Security and Onboarding
QAROS deployments often run on factory floors, in hospitals, and on corporate networks — places where "trust the LAN" is not acceptable. The security model is therefore built on a simple promise: a short pairing code, typed once, bootstraps a full cryptographic identity — and the code itself never travels over the network.
The four layers

Layer 0 — Discovery (open by design)
Devices find the Hub with zero configuration: the Hub broadcasts a beacon on the local network (UDP multicast 239.77.77.77:7445) and answers discovery requests on TCP 7445. This layer is deliberately unauthenticated and carries no secrets — only coordination metadata (device name, invitation nonce, server ID, where to reach the pairing service). A forged beacon can at worst redirect a connection attempt; pairing still fails without the correct code.
Layer 1 — Pairing (EC-JPAKE)
The Hub issues short-lived pairing codes (8 characters from a no-look-alike alphabet). A user transfers the code out-of-band — reads it off the Hub's screen, scans a QR, or pastes it. Device and Hub then run EC-JPAKE (a password-authenticated key exchange on P-256): each side proves it knows the code without ever transmitting it. What actually protects the deployment is not code length but code handling:
- every code is single-use — consumed on success and on failure,
- codes expire after 10 seconds (the Hub mints a fresh one every few seconds),
- one failed attempt invalidates the invitation,
- the Hub's server ID is bound into the exchange, so a code for one Hub can never be replayed against another.
A successful exchange yields a strong shared key.
Layer 2 — Secure channel and enrollment (AES-256-GCM)
The shared key encrypts a private channel (AES-256-GCM, separate keys per direction, fresh nonces). Over this channel — and only now — the real credentialing happens:
- The Hub sends an enrollment offer: the device's assigned name and the Hub's CA trust bundle.

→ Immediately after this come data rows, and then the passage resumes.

use std::io;
use std::path::PathBuf;

use anyhow::{Context, Result};
use clap::{Args, Parser, Subcommand};
use reviewbase::enrichment::{AbstractSource, CrossrefClient};
use reviewbase::ingestion::{
    discover_exports, format_dedup_report, ingest_exports, Deduplicator, ExportFile,
};
use reviewbase::logging::init_logging;
use reviewbase::orchestration::{log_event, EventType};
use reviewbase::records::SourceDatabase;
use reviewbase::screening::{
    compare_ledgers, format_agreement, format_screening_status, format_session_state,
    CsvDecisionStore, DecisionStore, ResumeMode, ScreeningRunner, ScreeningStats, ScriptedReviewer,
    SessionEnd, StopSignal, TerminalReviewer,
};
use reviewbase::ReviewManager;
use serde_json::json;

/// Deduplicate bibliographic exports and screen them title/abstract first.
#[derive(Debug, Parser)]
#[command(name = "reviewbase", version, about = "Scoping review screening workbench")]
struct Cli {
    #[command(subcommand)]
    command: Commands,

    /// Review slug to operate on (defaults to the active review)
    #[arg(short, long, global = true)]
    review: Option<String>,

    /// Verbose mode (debug logging)
    #[arg(short, long, global = true)]
    verbose: bool,
}

#[derive(Debug, Subcommand)]
enum Commands {
    /// Create a review and make it active
    Init { name: String },
    /// List reviews in the workspace
    List,
    /// Make an existing review active
    Use { slug: String },
    /// Ingest exports, deduplicate them and store the canonical records
    Ingest(IngestArgs),
    /// Screen undecided records interactively
    Screen(ScreenArgs),
    /// Show screening progress and the last session
    Status,
    /// Compare two decision stores with Cohen's kappa
    Agreement { first: PathBuf, second: PathBuf },
}

#[derive(Debug, Args)]
struct IngestArgs {
    /// PubMed CSV export
    #[arg(long = "pubmed", value_name = "FILE")]
    pubmed: Vec<PathBuf>,
    /// Web of Science tab-delimited export
    #[arg(long = "wos", value_name = "FILE")]
    wos: Vec<PathBuf>,
    /// Folder whose exports are detected by header
    #[arg(long, value_name = "DIR")]
    dir: Option<PathBuf>,
}

#[derive(Debug, Args)]
struct ScreenArgs {
    /// Present every record again, overwriting stored decisions
    #[arg(long)]
    restart: bool,
    /// Fetch missing abstracts from Crossref
    #[arg(long)]
    enrich: bool,
    /// Highlight this keyword in titles and abstracts (repeatable)
    #[arg(short, long = "keyword", value_name = "WORD")]
    keywords: Vec<String>,
    /// Read reviewer answers from a file instead of the terminal
    #[arg(long, value_name = "FILE")]
    replay: Option<PathBuf>,
}

fn main() {
    if let Err(error) = run() {
        eprintln!("reviewbase error: {error:#}");
        std::process::exit(1);
    }
}

fn run() -> Result<()> {
    let cli = Cli::parse();
    init_logging(cli.verbose)?;

    match cli.command {
        Commands::Agreement { first, second } => agreement(first, second)?,
        Commands::Init { name } => {
            let mut manager = ReviewManager::new()?;
            let review = manager.create_review(&name)?;
            println!(
                "Created review '{}' ({}) at {}",
                review.name,
                review.slug,
                review.root.display()
            );
        }
        Commands::List => {
            let manager = ReviewManager::new()?;
            let active = manager.config.last_active_review.clone();
            for review in manager.list_reviews()? {
                let marker = if active.as_deref() == Some(review.slug.as_str()) {
                    "*"
                } else {
                    " "
                };
                println!("{marker} {} ({})", review.slug, review.name);
            }
        }
        Commands::Use { slug } => {
            let mut manager = ReviewManager::new()?;
            let review = manager.set_active_review(&slug)?;
            println!("Active review: {}", review.slug);
        }
        Commands::Ingest(args) => ingest(&ReviewManager::new()?, cli.review.as_deref(), args)?,
        Commands::Screen(args) => screen(&ReviewManager::new()?, cli.review.as_deref(), args)?,
        Commands::Status => status(&ReviewManager::new()?, cli.review.as_deref())?,
    }
    Ok(())
}

fn ingest(manager: &ReviewManager, slug: Option<&str>, args: IngestArgs) -> Result<()> {
    let review = manager.resolve_review(slug)?;
    let mut files: Vec<ExportFile> = args
        .pubmed
        .into_iter()
        .map(|path| ExportFile::new(path, SourceDatabase::Pubmed))
        .chain(
            args.wos
                .into_iter()
                .map(|path| ExportFile::new(path, SourceDatabase::WebOfScience)),
        )
        .collect();
    let mut discovery_issues = Vec::new();
    if let Some(dir) = &args.dir {
        let (found, issues) = discover_exports(dir)?;
        files.extend(found);
        discovery_issues = issues;
    }
    if files.is_empty() {
        anyhow::bail!("Nothing to ingest; pass --pubmed, --wos or --dir");
    }

    let mut outcome = ingest_exports(&files);
    outcome.summary.issues.extend(discovery_issues);
    println!("{}", outcome.summary.describe());
    for issue in &outcome.summary.issues {
        let location = match issue.line {
            Some(line) => format!("{}:{line}", issue.path.display()),
            None => issue.path.display().to_string(),
        };
        println!("  {location} {:?}: {}", issue.reason, issue.message);
    }
    log_event(
        &review,
        EventType::ExportsIngested,
        json!({
            "files": files.iter().map(|f| f.path.display().to_string()).collect::<Vec<_>>(),
            "rows_read": outcome.summary.rows_read,
            "ingested": outcome.summary.ingested,
            "skipped": outcome.summary.skipped,
        }),
    )?;

    let dedup = Deduplicator::new()
        .with_title_conflict_threshold(manager.config.dedup.title_conflict_threshold)
        .run(&outcome.records);
    println!("{}", format_dedup_report(&dedup.report));
    manager.save_canonical_records(&review, &dedup.records)?;
    log_event(
        &review,
        EventType::DeduplicationCompleted,
        json!({
            "total_input": dedup.report.total_input,
            "total_canonical": dedup.report.total_canonical,
            "conflicts": dedup.report.conflicts.len(),
        }),
    )?;
    println!(
        "Stored {} canonical records for review '{}'.",
        dedup.records.len(),
        review.slug
    );
    Ok(())
}

fn screen(manager: &ReviewManager, slug: Option<&str>, args: ScreenArgs) -> Result<()> {
    let review = manager.resolve_review(slug)?;
    let runner = ScreeningRunner::new(manager, review);
    let resume = if args.restart {
        ResumeMode::Restart
    } else {
        ResumeMode::Continue
    };
    let enrichment: Option<Box<dyn AbstractSource>> =
        if args.enrich || manager.config.enrichment.enabled {
            Some(Box::new(CrossrefClient::new(&manager.config.enrichment)?))
        } else {
            None
        };
    let stop = StopSignal::new();

    let report = match &args.replay {
        Some(path) => {
            let mut reviewer = ScriptedReviewer::from_file(path)?;
            runner.run(&mut reviewer, resume, enrichment, &stop)?
        }
        None => {
            let stdin = io::stdin();
            let mut reviewer =
                TerminalReviewer::new(stdin.lock(), io::stdout()).with_keywords(&args.keywords)?;
            runner.run(&mut reviewer, resume, enrichment, &stop)?
        }
    };
    println!("{}", report.describe());
    if report.end == SessionEnd::Failed {
        if let Some(err) = report.error {
            return Err(err).context("Screening ended because decisions could not be saved");
        }
    }
    Ok(())
}

fn status(manager: &ReviewManager, slug: Option<&str>) -> Result<()> {
    let review = manager.resolve_review(slug)?;
    let records = manager.load_canonical_records(&review)?;
    let ledger = manager.decision_store(&review).load()?;
    println!("Review '{}' ({})", review.name, review.slug);
    println!("{}", format_screening_status(&ScreeningStats::compute(&records, &ledger)));
    let runner = ScreeningRunner::new(manager, review);
    match runner.latest_session()? {
        Some(state) => println!("{}", format_session_state(&state)),
        None => println!("No screening sessions yet."),
    }
    Ok(())
}

fn agreement(first: PathBuf, second: PathBuf) -> Result<()> {
    let first_ledger = CsvDecisionStore::new(&first)
        .load()
        .with_context(|| format!("Unable to read decisions from {:?}", first))?;
    let second_ledger = CsvDecisionStore::new(&second)
        .load()
        .with_context(|| format!("Unable to read decisions from {:?}", second))?;
    println!("{}", format_agreement(&compare_ledgers(&first_ledger, &second_ledger)));
    Ok(())
}
use crate::error::ReviewError;
use std::path::PathBuf;

#[derive(Debug, Clone, Copy, PartialEq, Eq)]
pub enum IngestionIssueReason {
    MissingTitle,
    MalformedRow,
    UnrecognizedSchema,
    ReadFailure,
}

#[derive(Debug, Clone)]
pub struct IngestionIssue {
    pub path: PathBuf,
    pub line: Option<u64>,
    pub reason: IngestionIssueReason,
    pub message: String,
}

impl IngestionIssue {
    pub fn new(path: PathBuf, reason: IngestionIssueReason, message: impl Into<String>) -> Self {
        Self {
            path,
            line: None,
            reason,
            message: message.into(),
        }
    }

    pub fn at_line(mut self, line: u64) -> Self {
        self.line = Some(line);
        self
    }
}

impl From<ReviewError> for IngestionIssue {
    fn from(err: ReviewError) -> Self {
        match err {
            ReviewError::Schema {
                path,
                line,
                message,
            } => IngestionIssue::new(path, IngestionIssueReason::MissingTitle, message).at_line(line),
            other => IngestionIssue::new(
                PathBuf::new(),
                IngestionIssueReason::MalformedRow,
                other.to_string(),
            ),
        }
    }
}
mod config;

pub use config::{
    ensure_workspace_structure, workspace_root, AppConfig, DedupSettings, EnrichmentSettings,
    ScreeningSettings, WorkspacePaths,
};

use crate::orchestration::{log_event, EventType};
use crate::records::CanonicalRecord;
use crate::screening::{CsvDecisionStore, SessionStore};
use anyhow::{Context, Result};
use chrono::{DateTime, Utc};
use serde::{Deserialize, Serialize};
use std::fs;
use std::path::{Path, PathBuf};
use uuid::Uuid;

/// A scoping review with its state directory.
#[derive(Debug, Clone, Serialize, Deserialize)]
pub struct Review {
    pub id: Uuid,
    pub name: String,
    pub slug: String,
    pub root: PathBuf,
    pub created_at: DateTime<Utc>,
    pub last_active_at: Option<DateTime<Utc>>,
}

impl Review {
    pub fn metadata_path(&self) -> PathBuf {
        self.root.join("review.json")
    }

    pub fn canonical_records_path(&self) -> PathBuf {
        self.root.join("canonical_records.json")
    }

    pub fn sessions_path(&self) -> PathBuf {
        self.root.join("sessions.jsonl")
    }

    pub fn events_path(&self) -> PathBuf {
        self.root.join("events.jsonl")
    }
}

/// Manages reviews, configuration, and their stores.
pub struct ReviewManager {
    pub config: AppConfig,
    pub paths: WorkspacePaths,
}

impl ReviewManager {
    /// Opens the workspace resolved by [`workspace_root`].
    pub fn new() -> Result<Self> {
        Self::open(&workspace_root()?)
    }

    pub fn open(root: &Path) -> Result<Self> {
        let paths = ensure_workspace_structure(root)?;
        let config = config::load_or_default(&paths.config_file())?;
        Ok(Self { config, paths })
    }

    pub fn save_config(&self) -> Result<()> {
        config::save(&self.paths.config_file(), &self.config)
    }

    pub fn list_reviews(&self) -> Result<Vec<Review>> {
        let mut reviews = Vec::new();
        if self.paths.reviews_dir.exists() {
            for entry in fs::read_dir(&self.paths.reviews_dir)? {
                let entry = entry?;
                if !entry.file_type()?.is_dir() {
                    continue;
                }
                let metadata = entry.path().join("review.json");
                if metadata.exists() {
                    let review: Review = serde_json::from_slice(&fs::read(&metadata)?)
                        .with_context(|| format!("Failed to parse {:?}", metadata))?;
                    reviews.push(review);
                }
            }
        }
        reviews.sort_by_key(|r| r.created_at);
        Ok(reviews)
    }

    pub fn find_review(&self, slug: &str) -> Result<Option<Review>> {
        Ok(self.list_reviews()?.into_iter().find(|r| r.slug == slug))
    }

    pub fn create_review(&mut self, name: &str) -> Result<Review> {
        let slug = slugify(name);
        if slug.is_empty() {
            anyhow::bail!("Review name {:?} has no usable characters", name);
        }
        if self.find_review(&slug)?.is_some() {
            anyhow::bail!("A review with slug '{slug}' already exists");
        }
        let created_at = Utc::now();
        let root = self.paths.review_dir(&slug);
        fs::create_dir_all(&root)?;
        let review = Review {
            id: Uuid::new_v4(),
            name: name.to_string(),
            slug,
            root,
            created_at,
            last_active_at: Some(created_at),
        };
        self.persist_review(&review)?;
        log_event(
            &review,
            EventType::ReviewCreated,
            serde_json::json!({ "review_id": review.id, "name": review.name }),
        )?;
        self.set_active_review(&review.slug)?;
        Ok(review)
    }

    fn persist_review(&self, review: &Review) -> Result<()> {
        fs::create_dir_all(&review.root)?;
        fs::write(review.metadata_path(), serde_json::to_vec_pretty(review)?)?;
        Ok(())
    }

    pub fn set_active_review(&mut self, slug: &str) -> Result<Review> {
        let mut review = self
            .find_review(slug)?
            .with_context(|| format!("No review named '{slug}'"))?;
        review.last_active_at = Some(Utc::now());
        self.persist_review(&review)?;
        log_event(
            &review,
            EventType::ReviewSelected,
            serde_json::json!({ "review_id": review.id, "slug": review.slug }),
        )?;
        self.config.last_active_review = Some(review.slug.clone());
        self.save_config()?;
        Ok(review)
    }

    pub fn active_review(&self) -> Result<Option<Review>> {
        match &self.config.last_active_review {
            Some(slug) => self.find_review(slug),
            None => Ok(None),
        }
    }

    /// Picks the named review, or the active one when `slug` is `None`.
    pub fn resolve_review(&self, slug: Option<&str>) -> Result<Review> {
        match slug {
            Some(slug) => self
                .find_review(slug)?
                .with_context(|| format!("No review named '{slug}'")),
            None => self
                .active_review()?
                .context("No active review; run `reviewbase init <name>` first"),
        }
    }

    pub fn load_canonical_records(&self, review: &Review) -> Result<Vec<CanonicalRecord>> {
        let path = review.canonical_records_path();
        if path.exists() {
            let records: Vec<CanonicalRecord> = serde_json::from_slice(&fs::read(&path)?)
                .with_context(|| format!("Failed to parse {:?}", path))?;
            Ok(records)
        } else {
            Ok(Vec::new())
        }
    }

    pub fn save_canonical_records(&self, review: &Review, records: &[CanonicalRecord]) -> Result<()> {
        let path = review.canonical_records_path();
        if let Some(parent) = path.parent() {
            fs::create_dir_all(parent)?;
        }
        fs::write(&path, serde_json::to_vec_pretty(records)?)
            .with_context(|| format!("Failed to write {:?}", path))?;
        Ok(())
    }

    pub fn decision_store(&self, review: &Review) -> CsvDecisionStore {
        CsvDecisionStore::new(review.root.join(&self.config.screening.decisions_file))
    }

    pub fn session_store(&self, review: &Review) -> SessionStore {
        SessionStore::for_review(review)
    }
}

/// Create a filesystem-safe slug from a review name.
fn slugify(name: &str) -> String {
    let mut slug = name
        .chars()
        .map(|c| {
            if c.is_ascii_alphanumeric() {
                c.to_ascii_lowercase()
            } else {
                '-'
            }
        })
        .collect::<String>();
    while slug.contains("--") {
        slug = slug.replace("--", "-");
    }
    slug.trim_matches('-').to_string()
}
use super::{canonical, IntegrationHarness};
use anyhow::Result;
use reviewbase::screening::{
    compare_ledgers, format_agreement, CsvDecisionStore, Decision, DecisionLedger, DecisionStore,
    ScreeningDecision,
};

#[test]
fn two_reviewers_stores_are_compared_on_shared_records() -> Result<()> {
    let harness = IntegrationHarness::new();
    let answers_a = [Decision::Include, Decision::Include, Decision::Exclude, Decision::Exclude];
    let answers_b = [Decision::Include, Decision::Exclude, Decision::Exclude, Decision::Exclude];

    let mut first = CsvDecisionStore::new(harness.workspace_path().join("reviewer_a.csv"));
    let mut second = CsvDecisionStore::new(harness.workspace_path().join("reviewer_b.csv"));
    let ledger_a: DecisionLedger = answers_a
        .iter()
        .enumerate()
        .map(|(i, d)| ScreeningDecision::new(canonical(i).key, *d, None))
        .collect();
    let mut ledger_b: DecisionLedger = answers_b
        .iter()
        .enumerate()
        .map(|(i, d)| ScreeningDecision::new(canonical(i).key, *d, None))
        .collect();
    ledger_b.record(ScreeningDecision::new(canonical(9).key, Decision::Uncertain, None));
    first.save(&ledger_a)?;
    second.save(&ledger_b)?;

    let report = compare_ledgers(&first.load()?, &second.load()?);
    assert_eq!(report.shared, 4);
    assert_eq!(report.agreed, 3);
    assert_eq!(report.only_second, 1);
    // po = 0.75, pe = 0.5 * 0.25 + 0.5 * 0.75 = 0.5
    assert!((report.kappa - 0.5).abs() < 1e-9);
    assert_eq!(report.discrepancies.len(), 1);
    assert_eq!(report.discrepancies[0].key, canonical(1).key);

    let text = format_agreement(&report);
    assert!(text.starts_with("Cohen's kappa 0.500 (moderate)"));
    Ok(())
}
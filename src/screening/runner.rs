use super::reviewer::Reviewer;
use super::session::{ResumeMode, ScreeningSession, SessionEnd, SessionOptions, SessionReport, StopSignal};
use super::session_store::{fingerprint, ScreeningSessionState, SessionStore};
use super::store::DecisionStore;
use crate::enrichment::AbstractSource;
use crate::orchestration::{log_event, EventType};
use crate::reviews::{Review, ReviewManager};
use anyhow::{Context, Result};
use serde_json::json;
use tracing::warn;

/// Runs screening sessions for one review and keeps their audit trail.
pub struct ScreeningRunner<'a> {
    manager: &'a ReviewManager,
    review: Review,
    sessions: SessionStore,
}

impl<'a> ScreeningRunner<'a> {
    pub fn new(manager: &'a ReviewManager, review: Review) -> Self {
        let sessions = manager.session_store(&review);
        Self {
            manager,
            review,
            sessions,
        }
    }

    pub fn review(&self) -> &Review {
        &self.review
    }

    pub fn options(&self, resume: ResumeMode) -> SessionOptions {
        SessionOptions::from_settings(
            &self.manager.config.screening,
            self.manager.config.enrichment.min_abstract_chars,
        )
        .with_resume(resume)
    }

    /// Screens the review's canonical records against its CSV decision store.
    pub fn run<R: Reviewer + ?Sized>(
        &self,
        reviewer: &mut R,
        resume: ResumeMode,
        enrichment: Option<Box<dyn AbstractSource>>,
        stop: &StopSignal,
    ) -> Result<SessionReport> {
        let store = self.manager.decision_store(&self.review);
        self.run_with_store(store, reviewer, resume, enrichment, stop)
    }

    pub fn run_with_store<S: DecisionStore, R: Reviewer + ?Sized>(
        &self,
        store: S,
        reviewer: &mut R,
        resume: ResumeMode,
        enrichment: Option<Box<dyn AbstractSource>>,
        stop: &StopSignal,
    ) -> Result<SessionReport> {
        let records = self.manager.load_canonical_records(&self.review)?;
        if records.is_empty() {
            anyhow::bail!(
                "Review '{}' has no canonical records; run `reviewbase ingest` first",
                self.review.slug
            );
        }
        let fingerprint = fingerprint(&records);
        match self.sessions.latest() {
            Ok(Some(previous)) if previous.fingerprint != fingerprint => warn!(
                review = %self.review.slug,
                previous_session = %previous.session_id,
                "canonical record set changed since the last screening session"
            ),
            Ok(_) => {}
            Err(err) => warn!(
                review = %self.review.slug,
                error = %format!("{err:#}"),
                "previous screening sessions unavailable"
            ),
        }

        let mut session = ScreeningSession::open(records, store, self.options(resume))
            .context("Unable to load prior screening decisions")?;
        if let Some(source) = enrichment {
            session = session.with_boxed_enrichment(source);
        }
        let queued = session.pending().count();
        let mut state =
            ScreeningSessionState::new(&self.review, session.id(), resume, fingerprint, queued);
        self.sessions.upsert(&state)?;
        log_event(
            &self.review,
            EventType::ScreeningSessionStarted,
            json!({
                "session_id": state.session_id,
                "resume": resume,
                "pending": queued,
                "decided_before": session.ledger().len(),
            }),
        )?;

        let report = match session.run(reviewer, stop) {
            Ok(report) => report,
            Err(err) => {
                state.mark_failed(format!("{err:#}"));
                self.sessions.upsert(&state)?;
                log_event(
                    &self.review,
                    EventType::ScreeningSessionFailed,
                    json!({ "session_id": state.session_id, "error": format!("{err:#}") }),
                )?;
                return Err(err);
            }
        };

        state.finish(&report);
        self.sessions.upsert(&state)?;
        let event_type = match report.end {
            SessionEnd::Completed => EventType::ScreeningSessionCompleted,
            SessionEnd::Stopped | SessionEnd::Cancelled => EventType::ScreeningSessionStopped,
            SessionEnd::Failed => EventType::ScreeningSessionFailed,
        };
        log_event(
            &self.review,
            event_type,
            json!({
                "session_id": report.session_id,
                "end": report.end,
                "presented": report.presented,
                "decided": report.decided,
                "enriched": report.enriched,
                "enrichment_failures": report.enrichment_failures,
                "error": report.error.as_ref().map(|err| err.to_string()),
            }),
        )?;
        Ok(report)
    }

    pub fn latest_session(&self) -> Result<Option<ScreeningSessionState>> {
        self.sessions.latest()
    }
}
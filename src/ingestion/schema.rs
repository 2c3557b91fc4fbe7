use crate::error::{Result, ReviewError};
use crate::records::{normalize_doi, BibliographicRecord, SourceDatabase};
use anyhow::Context;
use serde::de::DeserializeOwned;
use serde::Deserialize;
use std::collections::BTreeSet;
use std::fs::File;
use std::io::{BufRead, BufReader};
use std::path::Path;

/// Typed row of one export schema, validated into a [`BibliographicRecord`].
pub trait SourceRow: DeserializeOwned {
    const SOURCE: SourceDatabase;

    fn reader_builder() -> csv::ReaderBuilder;

    fn into_record(self, path: &Path, line: u64) -> Result<BibliographicRecord>;
}

/// Row of a PubMed "Save > CSV" export.
#[derive(Debug, Deserialize)]
pub struct PubmedRow {
    #[serde(rename = "PMID", default)]
    pub pmid: Option<String>,
    #[serde(rename = "Title", default)]
    pub title: Option<String>,
    #[serde(rename = "Authors", default)]
    pub authors: Option<String>,
    #[serde(rename = "DOI", default)]
    pub doi: Option<String>,
    #[serde(rename = "Publication Year", default)]
    pub year: Option<String>,
    #[serde(rename = "Journal/Book", default)]
    pub journal: Option<String>,
    #[serde(rename = "Abstract", default)]
    pub abstract_text: Option<String>,
    #[serde(rename = "Keywords", default)]
    pub keywords: Option<String>,
}

impl SourceRow for PubmedRow {
    const SOURCE: SourceDatabase = SourceDatabase::Pubmed;

    fn reader_builder() -> csv::ReaderBuilder {
        let mut builder = csv::ReaderBuilder::new();
        builder.delimiter(b',').flexible(true).trim(csv::Trim::All);
        builder
    }

    fn into_record(self, path: &Path, line: u64) -> Result<BibliographicRecord> {
        let title = require_title(self.title, path, line)?;
        let authors = self
            .authors
            .map(|raw| split_list(raw.trim_end_matches('.'), ','))
            .unwrap_or_default();
        Ok(BibliographicRecord {
            title,
            authors,
            doi: self.doi.as_deref().and_then(normalize_doi),
            source: Self::SOURCE,
            abstract_text: non_empty(self.abstract_text),
            tags: tag_set([self.keywords]),
            year: parse_year(self.year),
            journal: non_empty(self.journal),
            source_id: non_empty(self.pmid),
        })
    }
}

/// Row of a Web of Science tab-delimited export (field-tag headers).
#[derive(Debug, Deserialize)]
pub struct WebOfScienceRow {
    #[serde(rename = "TI", default)]
    pub title: Option<String>,
    #[serde(rename = "AU", default)]
    pub authors: Option<String>,
    #[serde(rename = "DI", default)]
    pub doi: Option<String>,
    #[serde(rename = "AB", default)]
    pub abstract_text: Option<String>,
    #[serde(rename = "DE", default)]
    pub author_keywords: Option<String>,
    #[serde(rename = "ID", default)]
    pub keywords_plus: Option<String>,
    #[serde(rename = "PY", default)]
    pub year: Option<String>,
    #[serde(rename = "SO", default)]
    pub journal: Option<String>,
    #[serde(rename = "UT", default)]
    pub accession: Option<String>,
}

impl SourceRow for WebOfScienceRow {
    const SOURCE: SourceDatabase = SourceDatabase::WebOfScience;

    fn reader_builder() -> csv::ReaderBuilder {
        let mut builder = csv::ReaderBuilder::new();
        builder
            .delimiter(b'\t')
            .quoting(false)
            .flexible(true)
            .trim(csv::Trim::All);
        builder
    }

    fn into_record(self, path: &Path, line: u64) -> Result<BibliographicRecord> {
        let title = require_title(self.title, path, line)?;
        Ok(BibliographicRecord {
            title,
            authors: self.authors.map(|raw| split_list(&raw, ';')).unwrap_or_default(),
            doi: self.doi.as_deref().and_then(normalize_doi),
            source: Self::SOURCE,
            abstract_text: non_empty(self.abstract_text),
            tags: tag_set([self.author_keywords, self.keywords_plus]),
            year: parse_year(self.year),
            journal: non_empty(self.journal),
            source_id: non_empty(self.accession),
        })
    }
}

/// Guesses the export schema from the header line of `path`.
pub fn sniff_source(path: &Path) -> anyhow::Result<Option<SourceDatabase>> {
    let file = File::open(path).with_context(|| format!("Unable to open {:?}", path))?;
    let mut header = String::new();
    BufReader::new(file)
        .read_line(&mut header)
        .with_context(|| format!("Unable to read header of {:?}", path))?;
    let header = header.trim_start_matches('\u{feff}').trim_end();

    let tab_fields: Vec<&str> = header.split('\t').map(str::trim).collect();
    if tab_fields.contains(&"TI") && tab_fields.contains(&"AU") {
        return Ok(Some(SourceDatabase::WebOfScience));
    }
    let comma_fields: Vec<&str> = header
        .split(',')
        .map(|field| field.trim().trim_matches('"'))
        .collect();
    if comma_fields.contains(&"Title") && (comma_fields.contains(&"Authors") || comma_fields.contains(&"PMID")) {
        return Ok(Some(SourceDatabase::Pubmed));
    }
    Ok(None)
}

fn require_title(title: Option<String>, path: &Path, line: u64) -> Result<String> {
    non_empty(title).ok_or_else(|| ReviewError::Schema {
        path: path.to_path_buf(),
        line,
        message: "row has no title".into(),
    })
}

fn non_empty(value: Option<String>) -> Option<String> {
    value
        .map(|v| v.trim().to_string())
        .filter(|v| !v.is_empty())
}

fn split_list(raw: &str, separator: char) -> Vec<String> {
    raw.split(separator)
        .map(str::trim)
        .filter(|part| !part.is_empty())
        .map(String::from)
        .collect()
}

fn tag_set<const N: usize>(columns: [Option<String>; N]) -> BTreeSet<String> {
    columns
        .into_iter()
        .flatten()
        .flat_map(|raw| split_list(&raw, ';'))
        .map(|tag| tag.to_lowercase())
        .collect()
}

fn parse_year(raw: Option<String>) -> Option<i32> {
    raw.and_then(|value| value.trim().get(..4).and_then(|y| y.parse().ok()))
}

- The device generates a key pair locally and sends a certificate signing request (CSR). The private key never leaves the device.
- The Hub's CA gateway validates the request and has the Hub's private CA sign a certificate. Crucially, the certificate's identity content (names, peer and session bindings) is derived from the authenticated channel — not from whatever the CSR claims.
Layer 3 — Session traffic (mutual TLS)
All session communication runs over the Zenoh messaging bus on TCP 19120-19200 with mutual TLS: both sides present their Hub-issued certificates. Hub, launched apps, and devices run as Zenoh peers, connecting to known endpoints and listening for full-mesh peer links in that bounded range. From this point on, pairing codes play no role - identity is the certificate, and rejoining after a restart is silent.
The per-Hub Certificate Authority
Each Hub operates its own private CA (based on step-ca). This means:
- No external dependency. A deployment is self-contained; no internet, cloud, or corporate PKI is required.
- The Hub is the trust root. A certificate from Hub A means "Hub A vouched for this device". The Hub machine itself is assumed trusted — protect it as you would a domain controller.
- Renewal is online and CSR-based: a device with a valid certificate can refresh it without re-pairing. A certificate that expires while the device is offline requires onboarding again.
- Revocation is two-layered: the CA can revoke, and the gateway keeps an encrypted blacklist. A blacklisted device can only return through a fresh, human-approved pairing.
Hub-to-Hub federation
When two Hubs connect, they exchange and merge CA trust bundles. Devices onboarded to Hub A are then accepted by Hub B and vice versa — federated trust. Signing stays local: each Hub only ever issues certificates for its own devices.
What this means for each audience
For users: you type a short code once per device. Everything after that is automatic — reconnecting later needs no code.
For operators: the security perimeter is (1) the Hub machine, and (2) whoever can see the pairing screen for the 10 seconds a code lives. Network eavesdroppers learn nothing useful from discovery, and cannot join without a code.
For application developers: the entire stack above is hidden behind three C API calls — onboard, rejoin, and forget. Your app persists one opaque onboarding ID and never touches keys or certificates. See Onboarding and Sessions.